╔══

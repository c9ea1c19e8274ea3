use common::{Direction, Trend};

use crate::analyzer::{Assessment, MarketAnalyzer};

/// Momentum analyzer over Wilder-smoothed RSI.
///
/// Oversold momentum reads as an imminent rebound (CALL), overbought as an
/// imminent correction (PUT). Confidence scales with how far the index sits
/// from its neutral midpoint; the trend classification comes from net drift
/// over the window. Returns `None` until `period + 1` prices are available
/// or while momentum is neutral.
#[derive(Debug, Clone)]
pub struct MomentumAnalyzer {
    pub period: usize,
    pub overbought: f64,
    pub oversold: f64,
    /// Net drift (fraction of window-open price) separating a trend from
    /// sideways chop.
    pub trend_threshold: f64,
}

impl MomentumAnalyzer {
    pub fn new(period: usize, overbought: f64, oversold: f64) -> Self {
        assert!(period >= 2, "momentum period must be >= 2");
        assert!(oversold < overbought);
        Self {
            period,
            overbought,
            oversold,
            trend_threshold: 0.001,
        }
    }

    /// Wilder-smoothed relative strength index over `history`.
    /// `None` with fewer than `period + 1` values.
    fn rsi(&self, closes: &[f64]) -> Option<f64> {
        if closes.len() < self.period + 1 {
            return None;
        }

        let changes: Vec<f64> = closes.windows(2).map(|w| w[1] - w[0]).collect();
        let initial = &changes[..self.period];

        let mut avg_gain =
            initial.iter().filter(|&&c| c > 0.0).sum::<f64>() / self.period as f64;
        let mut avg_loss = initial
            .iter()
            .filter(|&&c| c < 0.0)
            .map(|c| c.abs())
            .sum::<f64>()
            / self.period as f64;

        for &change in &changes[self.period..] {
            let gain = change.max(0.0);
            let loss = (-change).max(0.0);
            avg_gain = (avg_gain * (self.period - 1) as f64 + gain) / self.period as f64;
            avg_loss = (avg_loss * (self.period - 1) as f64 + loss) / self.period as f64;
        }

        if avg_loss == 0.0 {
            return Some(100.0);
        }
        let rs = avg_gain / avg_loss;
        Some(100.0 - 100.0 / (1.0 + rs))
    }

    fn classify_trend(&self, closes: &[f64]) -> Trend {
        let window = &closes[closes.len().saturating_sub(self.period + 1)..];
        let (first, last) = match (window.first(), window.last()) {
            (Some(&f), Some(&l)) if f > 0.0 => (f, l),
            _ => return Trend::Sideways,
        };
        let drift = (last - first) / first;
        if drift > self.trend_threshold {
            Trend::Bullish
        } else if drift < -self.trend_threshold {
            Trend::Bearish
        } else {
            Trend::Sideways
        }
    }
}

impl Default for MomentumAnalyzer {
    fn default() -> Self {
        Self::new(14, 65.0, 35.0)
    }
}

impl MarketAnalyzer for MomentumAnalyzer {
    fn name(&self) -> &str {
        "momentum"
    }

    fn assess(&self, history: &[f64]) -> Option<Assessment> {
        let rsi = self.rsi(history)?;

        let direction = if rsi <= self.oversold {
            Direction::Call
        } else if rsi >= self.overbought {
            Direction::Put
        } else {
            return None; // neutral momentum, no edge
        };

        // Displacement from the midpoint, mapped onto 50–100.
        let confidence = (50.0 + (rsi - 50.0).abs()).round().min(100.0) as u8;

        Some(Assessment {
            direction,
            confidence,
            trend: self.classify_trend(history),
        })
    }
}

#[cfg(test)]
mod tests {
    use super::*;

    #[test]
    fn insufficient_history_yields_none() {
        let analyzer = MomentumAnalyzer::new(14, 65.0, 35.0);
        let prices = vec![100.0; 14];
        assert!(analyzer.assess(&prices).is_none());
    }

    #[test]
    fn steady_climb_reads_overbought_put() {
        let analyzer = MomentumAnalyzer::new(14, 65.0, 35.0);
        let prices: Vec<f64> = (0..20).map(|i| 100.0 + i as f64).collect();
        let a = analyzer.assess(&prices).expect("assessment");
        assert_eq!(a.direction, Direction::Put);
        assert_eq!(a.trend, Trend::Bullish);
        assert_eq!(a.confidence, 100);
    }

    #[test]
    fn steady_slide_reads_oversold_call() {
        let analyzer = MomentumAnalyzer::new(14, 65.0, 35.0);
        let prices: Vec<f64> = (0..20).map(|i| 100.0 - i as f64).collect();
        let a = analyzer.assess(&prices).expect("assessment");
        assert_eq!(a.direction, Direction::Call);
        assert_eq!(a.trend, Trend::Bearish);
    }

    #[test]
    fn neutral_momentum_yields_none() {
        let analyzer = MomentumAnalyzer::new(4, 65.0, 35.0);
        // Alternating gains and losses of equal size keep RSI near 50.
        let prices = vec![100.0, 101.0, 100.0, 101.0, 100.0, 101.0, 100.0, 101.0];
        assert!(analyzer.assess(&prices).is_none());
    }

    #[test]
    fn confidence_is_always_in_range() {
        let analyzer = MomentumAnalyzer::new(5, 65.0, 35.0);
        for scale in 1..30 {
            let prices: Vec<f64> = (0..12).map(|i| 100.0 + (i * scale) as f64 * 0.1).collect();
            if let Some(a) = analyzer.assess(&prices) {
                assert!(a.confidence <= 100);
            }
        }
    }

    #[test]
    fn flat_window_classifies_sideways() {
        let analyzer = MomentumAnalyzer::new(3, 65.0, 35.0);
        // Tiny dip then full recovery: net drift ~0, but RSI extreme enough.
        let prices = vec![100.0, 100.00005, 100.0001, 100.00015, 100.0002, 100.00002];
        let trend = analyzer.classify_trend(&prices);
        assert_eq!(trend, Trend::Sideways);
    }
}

╚══
╔══

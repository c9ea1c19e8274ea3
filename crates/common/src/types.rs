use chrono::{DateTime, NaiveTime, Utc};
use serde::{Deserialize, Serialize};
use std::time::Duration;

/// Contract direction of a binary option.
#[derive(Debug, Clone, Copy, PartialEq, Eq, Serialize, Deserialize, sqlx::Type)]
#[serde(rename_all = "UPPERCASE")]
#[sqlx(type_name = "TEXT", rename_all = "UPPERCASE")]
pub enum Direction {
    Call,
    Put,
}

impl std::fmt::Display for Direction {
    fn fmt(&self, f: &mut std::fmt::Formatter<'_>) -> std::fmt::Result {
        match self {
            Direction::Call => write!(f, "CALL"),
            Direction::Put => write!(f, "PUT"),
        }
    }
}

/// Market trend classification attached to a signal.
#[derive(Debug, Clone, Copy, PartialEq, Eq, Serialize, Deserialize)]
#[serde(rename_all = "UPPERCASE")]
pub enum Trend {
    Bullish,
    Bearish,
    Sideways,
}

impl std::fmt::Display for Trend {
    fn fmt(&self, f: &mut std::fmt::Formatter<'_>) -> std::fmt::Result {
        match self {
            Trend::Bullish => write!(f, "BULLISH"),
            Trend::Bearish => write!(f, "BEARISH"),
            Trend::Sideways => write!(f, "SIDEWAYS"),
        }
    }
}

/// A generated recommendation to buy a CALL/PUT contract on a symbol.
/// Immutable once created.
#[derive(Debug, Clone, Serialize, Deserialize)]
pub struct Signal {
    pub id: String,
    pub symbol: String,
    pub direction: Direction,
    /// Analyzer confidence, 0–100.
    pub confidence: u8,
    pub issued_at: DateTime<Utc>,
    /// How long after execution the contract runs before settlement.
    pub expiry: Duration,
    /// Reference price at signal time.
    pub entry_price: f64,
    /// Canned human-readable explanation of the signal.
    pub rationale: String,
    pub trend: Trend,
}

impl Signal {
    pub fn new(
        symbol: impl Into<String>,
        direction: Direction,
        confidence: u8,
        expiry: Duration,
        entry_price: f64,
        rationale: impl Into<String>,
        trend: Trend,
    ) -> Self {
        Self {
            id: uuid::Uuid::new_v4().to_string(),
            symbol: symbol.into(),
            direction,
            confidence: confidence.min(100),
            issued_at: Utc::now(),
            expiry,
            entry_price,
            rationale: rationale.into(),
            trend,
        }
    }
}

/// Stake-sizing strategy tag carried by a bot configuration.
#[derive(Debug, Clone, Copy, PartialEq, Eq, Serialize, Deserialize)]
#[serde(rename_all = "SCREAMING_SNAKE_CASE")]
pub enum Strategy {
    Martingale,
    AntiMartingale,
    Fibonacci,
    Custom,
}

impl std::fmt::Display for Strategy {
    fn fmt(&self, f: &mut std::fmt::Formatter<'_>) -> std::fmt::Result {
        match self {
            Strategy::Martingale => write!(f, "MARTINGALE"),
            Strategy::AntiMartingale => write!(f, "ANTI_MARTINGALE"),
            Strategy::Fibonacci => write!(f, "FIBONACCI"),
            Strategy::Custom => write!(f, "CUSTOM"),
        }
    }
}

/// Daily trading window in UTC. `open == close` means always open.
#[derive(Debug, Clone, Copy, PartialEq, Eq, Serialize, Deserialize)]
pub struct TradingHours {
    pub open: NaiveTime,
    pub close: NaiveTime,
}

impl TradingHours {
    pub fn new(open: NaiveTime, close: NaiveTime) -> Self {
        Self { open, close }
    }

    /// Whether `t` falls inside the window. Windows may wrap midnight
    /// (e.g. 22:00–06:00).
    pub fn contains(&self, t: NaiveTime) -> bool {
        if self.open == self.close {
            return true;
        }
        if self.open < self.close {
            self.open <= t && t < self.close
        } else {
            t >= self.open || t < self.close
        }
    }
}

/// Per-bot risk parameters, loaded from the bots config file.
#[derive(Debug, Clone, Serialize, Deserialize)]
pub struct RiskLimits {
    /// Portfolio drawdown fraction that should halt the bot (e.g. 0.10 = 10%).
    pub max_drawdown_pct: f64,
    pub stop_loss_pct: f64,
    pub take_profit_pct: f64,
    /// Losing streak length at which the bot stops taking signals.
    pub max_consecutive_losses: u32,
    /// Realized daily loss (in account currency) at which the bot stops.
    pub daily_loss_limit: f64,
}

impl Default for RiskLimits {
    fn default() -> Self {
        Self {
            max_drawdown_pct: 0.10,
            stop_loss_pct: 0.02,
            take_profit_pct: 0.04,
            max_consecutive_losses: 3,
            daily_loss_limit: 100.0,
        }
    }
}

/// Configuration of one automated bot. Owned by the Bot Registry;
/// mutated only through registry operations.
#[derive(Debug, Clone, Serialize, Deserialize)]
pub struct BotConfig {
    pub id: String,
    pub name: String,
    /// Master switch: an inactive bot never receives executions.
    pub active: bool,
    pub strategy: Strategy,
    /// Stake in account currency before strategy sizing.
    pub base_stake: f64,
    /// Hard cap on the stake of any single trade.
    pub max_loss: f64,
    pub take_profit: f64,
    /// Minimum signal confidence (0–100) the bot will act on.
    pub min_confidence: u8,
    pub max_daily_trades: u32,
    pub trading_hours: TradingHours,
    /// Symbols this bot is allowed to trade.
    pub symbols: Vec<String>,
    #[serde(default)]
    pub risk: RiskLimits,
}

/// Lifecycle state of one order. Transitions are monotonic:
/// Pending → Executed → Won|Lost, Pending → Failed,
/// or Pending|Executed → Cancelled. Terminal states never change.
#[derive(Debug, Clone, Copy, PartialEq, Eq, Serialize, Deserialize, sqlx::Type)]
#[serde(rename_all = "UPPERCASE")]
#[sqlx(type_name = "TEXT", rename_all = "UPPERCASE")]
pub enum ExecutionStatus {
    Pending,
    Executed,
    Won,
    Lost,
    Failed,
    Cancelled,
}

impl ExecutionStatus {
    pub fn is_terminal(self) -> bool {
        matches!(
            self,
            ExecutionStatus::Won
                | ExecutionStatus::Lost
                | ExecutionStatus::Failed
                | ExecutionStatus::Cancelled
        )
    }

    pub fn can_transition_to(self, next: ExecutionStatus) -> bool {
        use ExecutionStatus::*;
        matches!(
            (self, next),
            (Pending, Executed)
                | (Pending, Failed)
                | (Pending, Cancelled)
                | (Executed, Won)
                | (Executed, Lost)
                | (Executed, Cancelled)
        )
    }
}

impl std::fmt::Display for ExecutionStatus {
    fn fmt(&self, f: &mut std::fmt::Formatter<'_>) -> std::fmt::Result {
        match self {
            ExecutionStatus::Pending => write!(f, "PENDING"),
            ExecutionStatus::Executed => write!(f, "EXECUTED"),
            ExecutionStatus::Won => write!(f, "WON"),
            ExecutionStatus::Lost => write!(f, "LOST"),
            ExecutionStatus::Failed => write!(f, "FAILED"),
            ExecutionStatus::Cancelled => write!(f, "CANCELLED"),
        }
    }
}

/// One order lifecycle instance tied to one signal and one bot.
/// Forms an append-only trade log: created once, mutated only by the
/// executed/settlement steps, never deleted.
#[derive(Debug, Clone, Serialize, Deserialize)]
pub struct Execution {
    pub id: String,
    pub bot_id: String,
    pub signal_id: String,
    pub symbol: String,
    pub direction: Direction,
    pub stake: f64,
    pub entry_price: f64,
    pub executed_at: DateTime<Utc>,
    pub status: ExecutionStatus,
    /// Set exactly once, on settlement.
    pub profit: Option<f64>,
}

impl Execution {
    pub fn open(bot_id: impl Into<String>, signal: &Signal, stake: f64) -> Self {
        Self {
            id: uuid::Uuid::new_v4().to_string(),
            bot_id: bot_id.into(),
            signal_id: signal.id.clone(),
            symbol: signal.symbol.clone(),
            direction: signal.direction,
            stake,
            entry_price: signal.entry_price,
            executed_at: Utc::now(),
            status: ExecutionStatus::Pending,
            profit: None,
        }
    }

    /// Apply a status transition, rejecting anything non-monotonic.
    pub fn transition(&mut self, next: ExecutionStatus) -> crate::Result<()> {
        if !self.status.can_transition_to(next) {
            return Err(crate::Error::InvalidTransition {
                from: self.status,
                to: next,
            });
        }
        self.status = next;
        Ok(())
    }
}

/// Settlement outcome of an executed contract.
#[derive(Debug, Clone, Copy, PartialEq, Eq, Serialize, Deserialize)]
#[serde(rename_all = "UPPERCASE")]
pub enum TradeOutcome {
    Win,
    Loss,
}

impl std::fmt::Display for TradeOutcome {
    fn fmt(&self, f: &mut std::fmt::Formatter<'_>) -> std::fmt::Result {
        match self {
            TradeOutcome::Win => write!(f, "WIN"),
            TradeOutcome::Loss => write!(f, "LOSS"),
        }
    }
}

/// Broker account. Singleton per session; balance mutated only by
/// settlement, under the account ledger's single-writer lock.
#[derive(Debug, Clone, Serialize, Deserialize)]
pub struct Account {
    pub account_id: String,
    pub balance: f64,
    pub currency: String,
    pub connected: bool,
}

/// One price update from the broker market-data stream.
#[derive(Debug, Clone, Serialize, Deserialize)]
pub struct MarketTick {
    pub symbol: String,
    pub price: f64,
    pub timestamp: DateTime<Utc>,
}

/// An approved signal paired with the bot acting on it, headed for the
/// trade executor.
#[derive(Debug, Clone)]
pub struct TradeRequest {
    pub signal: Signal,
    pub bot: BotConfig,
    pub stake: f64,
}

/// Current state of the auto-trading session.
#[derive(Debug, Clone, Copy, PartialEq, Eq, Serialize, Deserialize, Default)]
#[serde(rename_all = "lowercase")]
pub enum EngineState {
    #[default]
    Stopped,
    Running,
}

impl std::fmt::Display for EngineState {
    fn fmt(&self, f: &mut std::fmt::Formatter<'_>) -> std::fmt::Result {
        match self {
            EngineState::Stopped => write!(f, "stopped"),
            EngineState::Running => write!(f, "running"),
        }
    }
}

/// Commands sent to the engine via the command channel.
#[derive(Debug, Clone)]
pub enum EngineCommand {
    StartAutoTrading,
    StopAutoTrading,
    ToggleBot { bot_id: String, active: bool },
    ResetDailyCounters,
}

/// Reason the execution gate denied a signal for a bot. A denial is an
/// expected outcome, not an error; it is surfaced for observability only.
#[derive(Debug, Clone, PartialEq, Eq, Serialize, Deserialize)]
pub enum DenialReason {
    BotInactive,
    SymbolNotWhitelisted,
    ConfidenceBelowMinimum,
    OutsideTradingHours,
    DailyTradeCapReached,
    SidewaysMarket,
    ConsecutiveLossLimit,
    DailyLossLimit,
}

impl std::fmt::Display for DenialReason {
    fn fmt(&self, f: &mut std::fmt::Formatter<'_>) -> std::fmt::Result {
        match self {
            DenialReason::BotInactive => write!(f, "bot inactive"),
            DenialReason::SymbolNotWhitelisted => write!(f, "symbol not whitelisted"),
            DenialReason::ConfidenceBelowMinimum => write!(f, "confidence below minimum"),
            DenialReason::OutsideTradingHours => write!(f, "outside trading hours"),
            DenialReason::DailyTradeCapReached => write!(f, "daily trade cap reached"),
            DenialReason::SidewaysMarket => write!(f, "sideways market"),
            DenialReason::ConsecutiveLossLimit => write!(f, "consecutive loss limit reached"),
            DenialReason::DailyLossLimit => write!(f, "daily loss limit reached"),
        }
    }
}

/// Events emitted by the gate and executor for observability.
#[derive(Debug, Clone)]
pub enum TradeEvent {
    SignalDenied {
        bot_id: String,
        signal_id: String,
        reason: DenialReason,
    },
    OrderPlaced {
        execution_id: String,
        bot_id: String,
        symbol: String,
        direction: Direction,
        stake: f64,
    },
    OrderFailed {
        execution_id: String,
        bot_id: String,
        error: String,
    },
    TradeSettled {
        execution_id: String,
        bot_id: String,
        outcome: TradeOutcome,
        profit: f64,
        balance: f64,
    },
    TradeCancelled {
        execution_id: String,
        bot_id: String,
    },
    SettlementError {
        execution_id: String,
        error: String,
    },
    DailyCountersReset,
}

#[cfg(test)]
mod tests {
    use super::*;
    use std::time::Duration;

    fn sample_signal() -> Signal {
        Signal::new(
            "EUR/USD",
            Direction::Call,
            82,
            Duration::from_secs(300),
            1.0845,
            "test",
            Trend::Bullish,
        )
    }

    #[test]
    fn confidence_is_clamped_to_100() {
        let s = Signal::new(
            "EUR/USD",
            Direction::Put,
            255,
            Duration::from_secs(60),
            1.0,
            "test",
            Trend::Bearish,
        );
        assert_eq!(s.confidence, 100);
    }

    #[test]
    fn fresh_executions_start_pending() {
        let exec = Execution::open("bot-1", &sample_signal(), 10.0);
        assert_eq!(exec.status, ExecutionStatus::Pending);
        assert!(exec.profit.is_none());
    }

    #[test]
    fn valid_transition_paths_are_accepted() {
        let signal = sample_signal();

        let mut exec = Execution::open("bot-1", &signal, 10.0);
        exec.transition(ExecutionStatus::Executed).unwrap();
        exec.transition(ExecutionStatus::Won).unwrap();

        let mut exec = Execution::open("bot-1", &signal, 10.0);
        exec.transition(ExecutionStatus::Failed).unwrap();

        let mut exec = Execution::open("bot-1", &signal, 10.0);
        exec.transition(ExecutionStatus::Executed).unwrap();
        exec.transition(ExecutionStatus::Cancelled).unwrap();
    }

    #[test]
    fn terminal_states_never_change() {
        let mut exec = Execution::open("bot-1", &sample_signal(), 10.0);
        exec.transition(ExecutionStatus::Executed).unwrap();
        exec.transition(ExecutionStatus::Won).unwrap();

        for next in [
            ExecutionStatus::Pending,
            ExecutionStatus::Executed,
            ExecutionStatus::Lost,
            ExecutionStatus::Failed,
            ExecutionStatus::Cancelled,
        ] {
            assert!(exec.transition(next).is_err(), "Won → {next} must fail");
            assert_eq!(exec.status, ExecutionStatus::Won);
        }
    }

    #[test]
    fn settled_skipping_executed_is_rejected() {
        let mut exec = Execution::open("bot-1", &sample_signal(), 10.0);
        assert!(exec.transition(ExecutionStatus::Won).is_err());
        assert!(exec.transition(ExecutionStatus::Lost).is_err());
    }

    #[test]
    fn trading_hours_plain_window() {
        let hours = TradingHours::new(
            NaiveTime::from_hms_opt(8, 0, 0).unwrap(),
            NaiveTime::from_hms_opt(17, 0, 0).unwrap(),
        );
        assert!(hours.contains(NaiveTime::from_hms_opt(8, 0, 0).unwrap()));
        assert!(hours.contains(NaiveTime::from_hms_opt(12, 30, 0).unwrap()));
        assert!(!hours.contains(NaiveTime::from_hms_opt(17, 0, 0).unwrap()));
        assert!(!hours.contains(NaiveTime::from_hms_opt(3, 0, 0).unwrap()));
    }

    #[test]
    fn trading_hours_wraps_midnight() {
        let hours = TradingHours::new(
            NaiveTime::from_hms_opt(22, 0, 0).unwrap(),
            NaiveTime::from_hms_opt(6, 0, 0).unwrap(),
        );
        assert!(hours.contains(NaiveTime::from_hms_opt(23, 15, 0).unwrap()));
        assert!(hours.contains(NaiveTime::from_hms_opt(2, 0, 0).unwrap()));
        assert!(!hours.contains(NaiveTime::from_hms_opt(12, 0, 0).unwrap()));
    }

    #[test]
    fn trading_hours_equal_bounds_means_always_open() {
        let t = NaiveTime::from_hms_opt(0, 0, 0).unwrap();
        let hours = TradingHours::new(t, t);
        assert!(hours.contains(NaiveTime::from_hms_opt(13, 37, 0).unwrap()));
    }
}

╚══
╔══

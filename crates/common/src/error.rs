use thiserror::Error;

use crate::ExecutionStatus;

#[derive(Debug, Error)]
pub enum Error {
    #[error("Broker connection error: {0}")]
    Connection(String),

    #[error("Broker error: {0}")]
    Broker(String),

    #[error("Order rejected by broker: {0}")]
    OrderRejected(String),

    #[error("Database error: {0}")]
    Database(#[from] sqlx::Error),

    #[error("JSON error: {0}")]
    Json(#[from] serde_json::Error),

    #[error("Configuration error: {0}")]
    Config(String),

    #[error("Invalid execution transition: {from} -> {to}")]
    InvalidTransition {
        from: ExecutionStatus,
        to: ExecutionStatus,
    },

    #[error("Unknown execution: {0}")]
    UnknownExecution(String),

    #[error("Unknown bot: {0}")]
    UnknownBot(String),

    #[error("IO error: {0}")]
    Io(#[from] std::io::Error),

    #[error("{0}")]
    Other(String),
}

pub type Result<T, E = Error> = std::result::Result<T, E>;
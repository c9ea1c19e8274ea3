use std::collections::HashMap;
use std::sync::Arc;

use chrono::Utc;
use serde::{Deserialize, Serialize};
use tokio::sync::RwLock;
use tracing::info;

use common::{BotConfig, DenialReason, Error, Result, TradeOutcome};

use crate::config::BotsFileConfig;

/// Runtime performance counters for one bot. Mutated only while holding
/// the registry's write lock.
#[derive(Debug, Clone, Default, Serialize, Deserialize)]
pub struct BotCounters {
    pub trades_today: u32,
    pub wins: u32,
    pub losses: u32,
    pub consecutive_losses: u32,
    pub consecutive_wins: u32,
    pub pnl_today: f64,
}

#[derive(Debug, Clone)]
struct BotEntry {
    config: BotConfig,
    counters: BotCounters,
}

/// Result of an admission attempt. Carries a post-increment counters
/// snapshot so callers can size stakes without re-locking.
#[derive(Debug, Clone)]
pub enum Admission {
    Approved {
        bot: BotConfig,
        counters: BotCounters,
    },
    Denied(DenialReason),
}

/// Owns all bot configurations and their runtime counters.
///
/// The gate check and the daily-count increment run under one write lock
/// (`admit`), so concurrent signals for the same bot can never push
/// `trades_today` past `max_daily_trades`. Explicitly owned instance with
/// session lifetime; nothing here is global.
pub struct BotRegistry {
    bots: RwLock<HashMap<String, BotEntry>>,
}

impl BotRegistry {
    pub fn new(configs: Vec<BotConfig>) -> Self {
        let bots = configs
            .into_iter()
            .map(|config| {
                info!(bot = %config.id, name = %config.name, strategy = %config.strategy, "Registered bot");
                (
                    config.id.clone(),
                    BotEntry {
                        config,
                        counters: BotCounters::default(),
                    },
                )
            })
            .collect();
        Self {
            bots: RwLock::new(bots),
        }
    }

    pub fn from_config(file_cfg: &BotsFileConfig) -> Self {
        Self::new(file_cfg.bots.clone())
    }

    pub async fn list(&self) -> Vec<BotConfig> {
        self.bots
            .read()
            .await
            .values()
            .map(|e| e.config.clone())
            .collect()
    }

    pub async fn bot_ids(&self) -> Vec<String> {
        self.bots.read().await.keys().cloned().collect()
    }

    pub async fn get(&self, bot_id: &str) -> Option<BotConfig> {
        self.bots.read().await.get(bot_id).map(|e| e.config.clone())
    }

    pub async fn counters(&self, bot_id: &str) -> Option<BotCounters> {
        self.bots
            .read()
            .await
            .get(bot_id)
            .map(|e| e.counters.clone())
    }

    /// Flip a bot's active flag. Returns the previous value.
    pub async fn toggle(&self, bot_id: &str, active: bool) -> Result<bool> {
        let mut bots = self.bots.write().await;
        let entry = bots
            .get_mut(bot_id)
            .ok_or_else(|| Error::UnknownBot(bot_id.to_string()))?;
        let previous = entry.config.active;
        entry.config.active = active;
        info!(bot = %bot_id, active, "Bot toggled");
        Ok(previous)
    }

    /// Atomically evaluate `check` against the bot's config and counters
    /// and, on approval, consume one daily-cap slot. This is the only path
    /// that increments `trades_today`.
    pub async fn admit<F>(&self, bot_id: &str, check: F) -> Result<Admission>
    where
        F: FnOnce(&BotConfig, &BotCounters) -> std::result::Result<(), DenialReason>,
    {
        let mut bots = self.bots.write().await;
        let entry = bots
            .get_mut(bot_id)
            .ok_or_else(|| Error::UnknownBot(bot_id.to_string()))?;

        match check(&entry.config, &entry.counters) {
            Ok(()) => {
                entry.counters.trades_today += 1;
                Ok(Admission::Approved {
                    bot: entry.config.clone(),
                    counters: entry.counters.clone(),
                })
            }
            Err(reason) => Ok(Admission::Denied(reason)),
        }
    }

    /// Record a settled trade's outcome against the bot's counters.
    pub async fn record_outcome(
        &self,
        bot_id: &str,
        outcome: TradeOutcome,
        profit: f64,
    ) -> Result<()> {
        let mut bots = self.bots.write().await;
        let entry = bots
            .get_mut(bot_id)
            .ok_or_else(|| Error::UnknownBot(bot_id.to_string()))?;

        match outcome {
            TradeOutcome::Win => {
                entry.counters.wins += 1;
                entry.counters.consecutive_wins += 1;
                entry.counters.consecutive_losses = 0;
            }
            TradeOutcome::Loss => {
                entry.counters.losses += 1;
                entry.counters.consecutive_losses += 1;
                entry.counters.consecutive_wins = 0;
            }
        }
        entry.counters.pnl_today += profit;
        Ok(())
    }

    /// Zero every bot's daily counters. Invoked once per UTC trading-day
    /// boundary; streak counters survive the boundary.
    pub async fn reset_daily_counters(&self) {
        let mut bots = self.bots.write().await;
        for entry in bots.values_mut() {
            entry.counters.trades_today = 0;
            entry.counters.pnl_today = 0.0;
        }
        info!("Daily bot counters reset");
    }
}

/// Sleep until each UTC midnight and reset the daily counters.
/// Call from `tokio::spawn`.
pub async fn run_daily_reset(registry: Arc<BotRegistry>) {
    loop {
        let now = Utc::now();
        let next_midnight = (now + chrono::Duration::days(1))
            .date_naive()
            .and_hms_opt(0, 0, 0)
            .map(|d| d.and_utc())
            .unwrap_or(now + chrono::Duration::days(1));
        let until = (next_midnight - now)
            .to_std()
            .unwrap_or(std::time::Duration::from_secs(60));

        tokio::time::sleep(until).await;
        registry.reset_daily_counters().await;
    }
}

╚══

Considering each line of the records on its own, count those that contain "filter" and give only that number.

2